- **Exercise inputs**
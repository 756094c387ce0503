//! Flex sensor simulation
//!
//! Each finger oscillates around a baseline:
//!
//! ```text
//! flex[i] = base[i] + 800 * sin(2π f[i] t + φ[i]) + N(0, 30)     clamped to 0..=4095
//! ```
//!
//! Gestures move the baselines, never the readings directly. A baseline
//! follows its target through a first-order lag,
//! `base += (target - base) * (1 - exp(-rate * dt))`, so a preset switch
//! bends the fingers over a few hundred milliseconds instead of jumping.
//! The factor stays below 1 for any `dt`, so a baseline never overshoots.

use super::MotionRates;
use super::noise::NoiseGenerator;
use crate::core::types::{FLEX_COUNT, FLEX_MAX};
use crate::gesture::GestureMotion;
use std::f64::consts::{PI, TAU};

/// Oscillation amplitude around the baseline (ADC counts)
const WAVE_AMPLITUDE: f64 = 800.0;

/// Per-reading noise standard deviation (ADC counts)
const NOISE_STDDEV: f64 = 30.0;

/// Low and high end of the animated wave gesture
const WAVE_LOW: f64 = 500.0;
const WAVE_SPAN: f64 = 2500.0;

/// Wave gesture angular speed (rad/s) and per-finger phase step (rad)
const WAVE_SPEED: f64 = 3.0;
const WAVE_FINGER_PHASE: f64 = 0.8;

/// Flex simulator for the five fingers of one glove
#[derive(Debug, Clone)]
pub struct FlexSimulator {
    base: [f64; FLEX_COUNT],
    freq: [f64; FLEX_COUNT],
    phase: [f64; FLEX_COUNT],
}

impl FlexSimulator {
    /// Draw baselines, frequencies and phases from the glove's generator
    pub fn new(noise: &mut NoiseGenerator) -> Self {
        let mut base = [0.0; FLEX_COUNT];
        let mut freq = [0.0; FLEX_COUNT];
        let mut phase = [0.0; FLEX_COUNT];

        for b in &mut base {
            *b = noise.int_range(500, 1500) as f64;
        }
        for f in &mut freq {
            *f = noise.uniform(0.3, 1.2);
        }
        for p in &mut phase {
            *p = noise.uniform(0.0, 2.0 * PI);
        }

        Self { base, freq, phase }
    }

    /// Current baselines
    pub fn baseline(&self) -> [f64; FLEX_COUNT] {
        self.base
    }

    /// Move baselines toward the gesture targets
    ///
    /// `t` is the glove time before this step is applied.
    pub fn apply_gesture(&mut self, motion: Option<GestureMotion>, t: f64, dt: f64, rates: &MotionRates) {
        match motion {
            None => {}
            Some(GestureMotion::Hold(targets)) => {
                let alpha = lag_factor(rates.hold, dt);
                for (base, target) in self.base.iter_mut().zip(targets) {
                    *base += (target - *base) * alpha;
                }
            }
            Some(GestureMotion::Wave) => {
                let alpha = lag_factor(rates.wave, dt);
                for (i, base) in self.base.iter_mut().enumerate() {
                    let phase = t * WAVE_SPEED + i as f64 * WAVE_FINGER_PHASE;
                    let target = (WAVE_LOW + WAVE_SPAN * (0.5 + 0.5 * phase.sin())).trunc();
                    *base += (target - *base) * alpha;
                }
            }
        }
    }

    /// Produce flex readings at time `t`
    pub fn generate(&self, t: f64, noise: &mut NoiseGenerator) -> [i32; FLEX_COUNT] {
        let mut out = [0; FLEX_COUNT];
        for (i, value) in out.iter_mut().enumerate() {
            let wave = (TAU * self.freq[i] * t + self.phase[i]).sin();
            let raw = self.base[i] + WAVE_AMPLITUDE * wave + noise.gaussian(NOISE_STDDEV);
            *value = (raw as i32).clamp(0, FLEX_MAX);
        }
        out
    }
}

/// Fraction of the remaining gap closed in `dt` seconds
#[inline]
fn lag_factor(rate: f64, dt: f64) -> f64 {
    1.0 - (-rate * dt).exp()
}

#[cfg(test)]
mod tests {
    use super::*;

    #[test]
    fn test_initial_ranges() {
        let mut noise = NoiseGenerator::new(42);
        let flex = FlexSimulator::new(&mut noise);
        for i in 0..FLEX_COUNT {
            assert!((500.0..=1500.0).contains(&flex.base[i]));
            assert!((0.3..1.2).contains(&flex.freq[i]));
            assert!((0.0..TAU).contains(&flex.phase[i]));
        }
    }

    #[test]
    fn test_hold_converges_without_overshoot() {
        let mut noise = NoiseGenerator::new(1);
        let mut flex = FlexSimulator::new(&mut noise);
        let rates = MotionRates::default();
        let target = 3500.0;

        let mut prev_gap = f64::INFINITY;
        for step in 0..600 {
            flex.apply_gesture(Some(GestureMotion::Hold([target; 5])), step as f64 / 30.0, 1.0 / 30.0, &rates);
            let gap = target - flex.base[0];
            assert!(gap >= -1e-9, "overshoot at step {}: base={}", step, flex.base[0]);
            assert!(gap <= prev_gap + 1e-9, "gap grew at step {}", step);
            prev_gap = gap;
        }
        assert!(prev_gap < 1.0);
    }

    #[test]
    fn test_huge_dt_lands_on_target() {
        let mut noise = NoiseGenerator::new(1);
        let mut flex = FlexSimulator::new(&mut noise);
        flex.apply_gesture(Some(GestureMotion::Hold([100.0; 5])), 0.0, 1000.0, &MotionRates::default());
        for b in flex.baseline() {
            assert!((b - 100.0).abs() < 1e-6);
        }
    }

    #[test]
    fn test_readings_clamped() {
        let mut noise = NoiseGenerator::new(3);
        let mut flex = FlexSimulator::new(&mut noise);
        flex.base = [-5000.0, 9000.0, 0.0, 4095.0, 2000.0];
        for step in 0..100 {
            for v in flex.generate(step as f64 * 0.1, &mut noise) {
                assert!((0..=FLEX_MAX).contains(&v));
            }
        }
    }
}
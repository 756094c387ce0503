//! Harmony: simulated two-glove motion-capture streamer
//!
//! Two seeded glove simulators (`esp1` left, `esp2` right) produce 14 sensor
//! readings each per tick. A [`FrameBroadcaster`](streaming::FrameBroadcaster)
//! fans them out over WebSocket either as verbose JSON snapshots or as compact
//! delta-encoded binary frames ([`codec`]).
//!
//! ## Module Structure
//!
//! - [`core`]: sensor vector layout and device identities
//! - [`devices`]: glove simulators
//! - [`gesture`]: preset table and the active preset token
//! - [`codec`]: binary frame layout, delta encoder and decoder
//! - [`streaming`]: broadcaster, sinks, control channel, WebSocket server
//! - [`config`] / [`app`]: configuration and orchestration

pub mod app;
pub mod codec;
pub mod config;
pub mod core;
pub mod devices;
pub mod error;
pub mod gesture;
pub mod streaming;

pub use app::HarmonyApp;
pub use config::AppConfig;
pub use error::{Error, FrameError, Result};
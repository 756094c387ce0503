//! Wire formats and outbound message shape
//!
//! Harmony streams one of two formats, fixed for the lifetime of the server:
//!
//! ### JSON
//! - One text message per tick carrying a [`Snapshot`](super::messages::Snapshot)
//! - Self-describing, easy to inspect from a browser console
//!
//! ### Binary
//! - One binary message per tick carrying a delta or full [`Frame`](crate::codec::Frame)
//! - 8 bytes when nothing changed, 64 bytes at most
//!
//! Control replies are always text, whatever the streaming format.

use serde::{Deserialize, Serialize};
use std::fmt;

/// Supported streaming formats
#[derive(
    Debug, Clone, Copy, PartialEq, Eq, Default, Serialize, Deserialize, clap::ValueEnum,
)]
#[serde(rename_all = "lowercase")]
pub enum WireFormat {
    /// Verbose JSON snapshot per tick
    #[default]
    Json,
    /// Delta-encoded binary frame per tick
    Binary,
}

impl fmt::Display for WireFormat {
    fn fmt(&self, f: &mut fmt::Formatter<'_>) -> fmt::Result {
        match self {
            WireFormat::Json => write!(f, "json"),
            WireFormat::Binary => write!(f, "binary"),
        }
    }
}

/// One WebSocket message queued for a viewer
#[derive(Debug, Clone, PartialEq, Eq)]
pub enum Outbound {
    Text(String),
    Binary(Vec<u8>),
}

impl Outbound {
    /// Payload size in bytes
    pub fn len(&self) -> usize {
        match self {
            Outbound::Text(text) => text.len(),
            Outbound::Binary(bytes) => bytes.len(),
        }
    }

    pub fn is_empty(&self) -> bool {
        self.len() == 0
    }
}

impl From<Outbound> for tungstenite::Message {
    fn from(message: Outbound) -> Self {
        match message {
            Outbound::Text(text) => tungstenite::Message::Text(text),
            Outbound::Binary(bytes) => tungstenite::Message::Binary(bytes),
        }
    }
}
//! Simulated sensor glove
//!
//! One [`GloveSimulator`] per hand. Each owns a seeded [`NoiseGenerator`] and
//! advances by an explicit `dt`, so two gloves built with the same seed and
//! fed the same `dt` and gesture sequence produce identical readings.
//!
//! # Step order
//!
//! ```text
//! advance(dt, motion):
//! 1. Move flex baselines toward the gesture (uses time before the step)
//! 2. t += dt
//! 3. Generate flex readings      (indices 0-4)
//! 4. Generate accel/gyro/ypr     (indices 5-13)
//! ```
//!
//! # Module Structure
//!
//! - [`flex_sim`]: finger bend sensors and gesture interpolation
//! - [`imu_sim`]: accelerometer, gyroscope and orientation
//! - [`noise`]: seeded noise generator

pub mod flex_sim;
pub mod imu_sim;
pub mod noise;

use crate::core::types::{ACCEL_START, FLEX_COUNT, GYRO_START, SensorVector, YPR_START};
use crate::gesture::GestureMotion;

use flex_sim::FlexSimulator;
use imu_sim::ImuSimulator;
use noise::NoiseGenerator;

/// Baseline convergence rates (1/s) for gesture presets
#[derive(Debug, Clone, Copy, PartialEq)]
pub struct MotionRates {
    /// Rate toward fixed hold targets
    pub hold: f64,
    /// Rate toward the moving wave target
    pub wave: f64,
}

impl Default for MotionRates {
    fn default() -> Self {
        Self {
            hold: 3.0,
            wave: 5.0,
        }
    }
}

/// Sensor glove simulator
#[derive(Clone)]
pub struct GloveSimulator {
    name: String,
    noise: NoiseGenerator,
    flex: FlexSimulator,
    imu: ImuSimulator,
    rates: MotionRates,
    /// Simulated seconds since construction
    elapsed: f64,
    current: SensorVector,
}

impl GloveSimulator {
    /// Create a glove whose whole output is determined by `seed`
    pub fn new(name: impl Into<String>, seed: u64, rates: MotionRates) -> Self {
        let mut noise = NoiseGenerator::new(seed);
        let flex = FlexSimulator::new(&mut noise);
        let imu = ImuSimulator::new(&mut noise);

        Self {
            name: name.into(),
            noise,
            flex,
            imu,
            rates,
            elapsed: 0.0,
            current: SensorVector::ZERO,
        }
    }

    pub fn name(&self) -> &str {
        &self.name
    }

    /// Simulated seconds since construction
    pub fn elapsed(&self) -> f64 {
        self.elapsed
    }

    /// Readings produced by the last [`advance`](Self::advance)
    pub fn current(&self) -> SensorVector {
        self.current
    }

    /// Flex baselines the gestures steer
    pub fn flex_baseline(&self) -> [f64; FLEX_COUNT] {
        self.flex.baseline()
    }

    /// Advance the simulation by `dt` seconds and return the new readings
    ///
    /// Negative or NaN `dt` is treated as zero.
    pub fn advance(&mut self, dt: f64, motion: Option<GestureMotion>) -> SensorVector {
        let dt = dt.max(0.0);

        self.flex.apply_gesture(motion, self.elapsed, dt, &self.rates);
        self.elapsed += dt;

        let flex = self.flex.generate(self.elapsed, &mut self.noise);
        let imu = self.imu.generate(self.elapsed, &mut self.noise);

        let mut values = SensorVector::ZERO;
        for (i, v) in flex.into_iter().enumerate() {
            values[i] = v;
        }
        for j in 0..3 {
            values[ACCEL_START + j] = imu.accel[j];
            values[GYRO_START + j] = imu.gyro[j];
            values[YPR_START + j] = imu.ypr[j];
        }

        log::trace!("{} t={:.3}s -> {:?}", self.name, self.elapsed, values.values());
        self.current = values;
        values
    }
}

#[cfg(test)]
mod tests {
    use super::*;
    use crate::core::types::FLEX_MAX;

    #[test]
    fn test_same_seed_same_sequence() {
        let mut a = GloveSimulator::new("a", 42, MotionRates::default());
        let mut b = GloveSimulator::new("b", 42, MotionRates::default());
        let motions = [
            None,
            Some(GestureMotion::Wave),
            Some(GestureMotion::Hold([3500.0; 5])),
        ];

        for step in 0..300 {
            let dt = if step % 7 == 0 { 0.05 } else { 1.0 / 30.0 };
            let motion = motions[step % motions.len()];
            assert_eq!(a.advance(dt, motion), b.advance(dt, motion), "step {}", step);
        }
    }

    #[test]
    fn test_different_seed_differs() {
        let mut a = GloveSimulator::new("a", 42, MotionRates::default());
        let mut b = GloveSimulator::new("b", 99, MotionRates::default());
        assert_ne!(a.advance(0.1, None), b.advance(0.1, None));
    }

    #[test]
    fn test_negative_dt_is_zero() {
        let mut glove = GloveSimulator::new("g", 5, MotionRates::default());
        glove.advance(-1.0, None);
        assert_eq!(glove.elapsed(), 0.0);
        glove.advance(f64::NAN, None);
        assert_eq!(glove.elapsed(), 0.0);
    }

    #[test]
    fn test_fist_bends_fingers() {
        let mut glove = GloveSimulator::new("g", 42, MotionRates::default());
        let motion = Some(GestureMotion::Hold([3500.0; 5]));
        for _ in 0..150 {
            glove.advance(1.0 / 30.0, motion);
        }
        for base in glove.flex_baseline() {
            assert!(base > 3400.0, "baseline {}", base);
        }
        for v in glove.current().flex() {
            assert!((0..=FLEX_MAX).contains(&v));
        }
    }
}
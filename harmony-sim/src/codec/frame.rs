//! Binary frame layout
//!
//! # Wire Format (little-endian)
//!
//! ```text
//! ┌────────────────────┬────────────────────┬──────────────────────────────┐
//! │ timestamp_ms (u32) │ combined_mask (u32)│ values (i16 × popcount(mask))│
//! └────────────────────┴────────────────────┴──────────────────────────────┘
//!   offset 0             offset 4             offset 8
//! ```
//!
//! - **combined_mask**: bits 0-13 = left glove sensors, bits 14-27 = right
//!   glove sensors, bits 28-31 reserved (zero).
//! - **values**: left glove's set bits in ascending order, then the right
//!   glove's. Deltas in a delta frame, absolute readings in a full frame.
//!
//! Frame length is always `8 + 2 × popcount(mask)`: 8 bytes for a no-op frame,
//! 64 bytes for a full frame.

use crate::core::types::{Device, SENSOR_COUNT};
use crate::error::FrameError;

/// Fixed header size in bytes
pub const HEADER_SIZE: usize = 8;

/// One device's 14 sensor bits
pub const DEVICE_MASK: u32 = (1 << SENSOR_COUNT) - 1;

/// All 28 sensor bits of both devices
pub const FULL_MASK: u32 = DEVICE_MASK | (DEVICE_MASK << SENSOR_COUNT);

/// Decoded representation of one binary frame
#[derive(Debug, Clone, PartialEq, Eq)]
pub struct Frame {
    /// Milliseconds since the encoder session started (wrapping)
    pub timestamp_ms: u32,
    /// Combined change mask
    pub mask: u32,
    /// One value per set mask bit, in bit order
    pub values: Vec<i16>,
}

impl Frame {
    /// True when every sensor of both devices is present
    #[inline]
    pub fn is_full(&self) -> bool {
        self.mask == FULL_MASK
    }

    /// True when no sensor changed
    #[inline]
    pub fn is_noop(&self) -> bool {
        self.mask == 0
    }

    /// The 14-bit mask of one device
    #[inline]
    pub fn device_mask(&self, device: Device) -> u32 {
        (self.mask >> device.mask_shift()) & DEVICE_MASK
    }

    /// Serialized length in bytes
    #[inline]
    pub fn encoded_len(&self) -> usize {
        HEADER_SIZE + 2 * self.values.len()
    }

    /// Append the wire bytes to `buffer`
    pub fn write_to(&self, buffer: &mut Vec<u8>) {
        buffer.reserve(self.encoded_len());
        buffer.extend_from_slice(&self.timestamp_ms.to_le_bytes());
        buffer.extend_from_slice(&self.mask.to_le_bytes());
        for value in &self.values {
            buffer.extend_from_slice(&value.to_le_bytes());
        }
    }

    /// Wire bytes
    pub fn to_bytes(&self) -> Vec<u8> {
        let mut buffer = Vec::with_capacity(self.encoded_len());
        self.write_to(&mut buffer);
        buffer
    }

    /// Parse and validate wire bytes
    pub fn parse(bytes: &[u8]) -> Result<Frame, FrameError> {
        if bytes.len() < HEADER_SIZE {
            return Err(FrameError::Truncated { len: bytes.len() });
        }

        let timestamp_ms = u32::from_le_bytes([bytes[0], bytes[1], bytes[2], bytes[3]]);
        let mask = u32::from_le_bytes([bytes[4], bytes[5], bytes[6], bytes[7]]);

        if mask & !FULL_MASK != 0 {
            return Err(FrameError::ReservedBits { mask });
        }

        let payload = &bytes[HEADER_SIZE..];
        let expected = 2 * mask.count_ones() as usize;
        if payload.len() != expected {
            return Err(FrameError::PayloadLength {
                expected,
                actual: payload.len(),
            });
        }

        let values = payload
            .chunks_exact(2)
            .map(|pair| i16::from_le_bytes([pair[0], pair[1]]))
            .collect();

        Ok(Frame {
            timestamp_ms,
            mask,
            values,
        })
    }
}

#[cfg(test)]
mod tests {
    use super::*;

    #[test]
    fn test_mask_constants() {
        assert_eq!(DEVICE_MASK, 0x3FFF);
        assert_eq!(FULL_MASK, 0x0FFF_FFFF);
    }

    #[test]
    fn test_byte_layout() {
        let frame = Frame {
            timestamp_ms: 0x0403_0201,
            mask: 0b1 | (0b10 << 14),
            values: vec![5, -2],
        };
        assert_eq!(
            frame.to_bytes(),
            vec![0x01, 0x02, 0x03, 0x04, 0x01, 0x00, 0x02, 0x00, 0x05, 0x00, 0xFE, 0xFF]
        );
        assert_eq!(frame.device_mask(Device::Left), 0b1);
        assert_eq!(frame.device_mask(Device::Right), 0b10);
    }

    #[test]
    fn test_parse_noop() {
        let bytes = [7, 0, 0, 0, 0, 0, 0, 0];
        let frame = Frame::parse(&bytes).unwrap();
        assert!(frame.is_noop());
        assert_eq!(frame.timestamp_ms, 7);
        assert!(frame.values.is_empty());
    }

    #[test]
    fn test_parse_truncated_header() {
        assert_eq!(
            Frame::parse(&[0, 0, 0]),
            Err(FrameError::Truncated { len: 3 })
        );
    }

    #[test]
    fn test_parse_payload_mismatch() {
        // Mask claims two values, one present
        let bytes = [0, 0, 0, 0, 0b11, 0, 0, 0, 1, 0];
        assert_eq!(
            Frame::parse(&bytes),
            Err(FrameError::PayloadLength {
                expected: 4,
                actual: 2
            })
        );
        // Trailing byte after a no-op header
        let bytes = [0, 0, 0, 0, 0, 0, 0, 0, 9];
        assert!(matches!(
            Frame::parse(&bytes),
            Err(FrameError::PayloadLength { .. })
        ));
    }

    #[test]
    fn test_parse_reserved_bits() {
        let bytes = [0, 0, 0, 0, 0, 0, 0, 0x10];
        assert_eq!(
            Frame::parse(&bytes),
            Err(FrameError::ReservedBits { mask: 0x1000_0000 })
        );
    }
}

- **Problem to solve**
Using the entries above, give again exactly the lines from the line holding "28-31 reserved (zero)." through the line holding "header size in bytes". Include both end lines and nothing else.

- **Response box**
//!   glove sensors, bits 28-31 reserved (zero).
//! - **values**: left glove's set bits in ascending order, then the right
//!   glove's. Deltas in a delta frame, absolute readings in a full frame.
//!
//! Frame length is always `8 + 2 × popcount(mask)`: 8 bytes for a no-op frame,
//! 64 bytes for a full frame.

use crate::core::types::{Device, SENSOR_COUNT};
use crate::error::FrameError;

/// Fixed header size in bytes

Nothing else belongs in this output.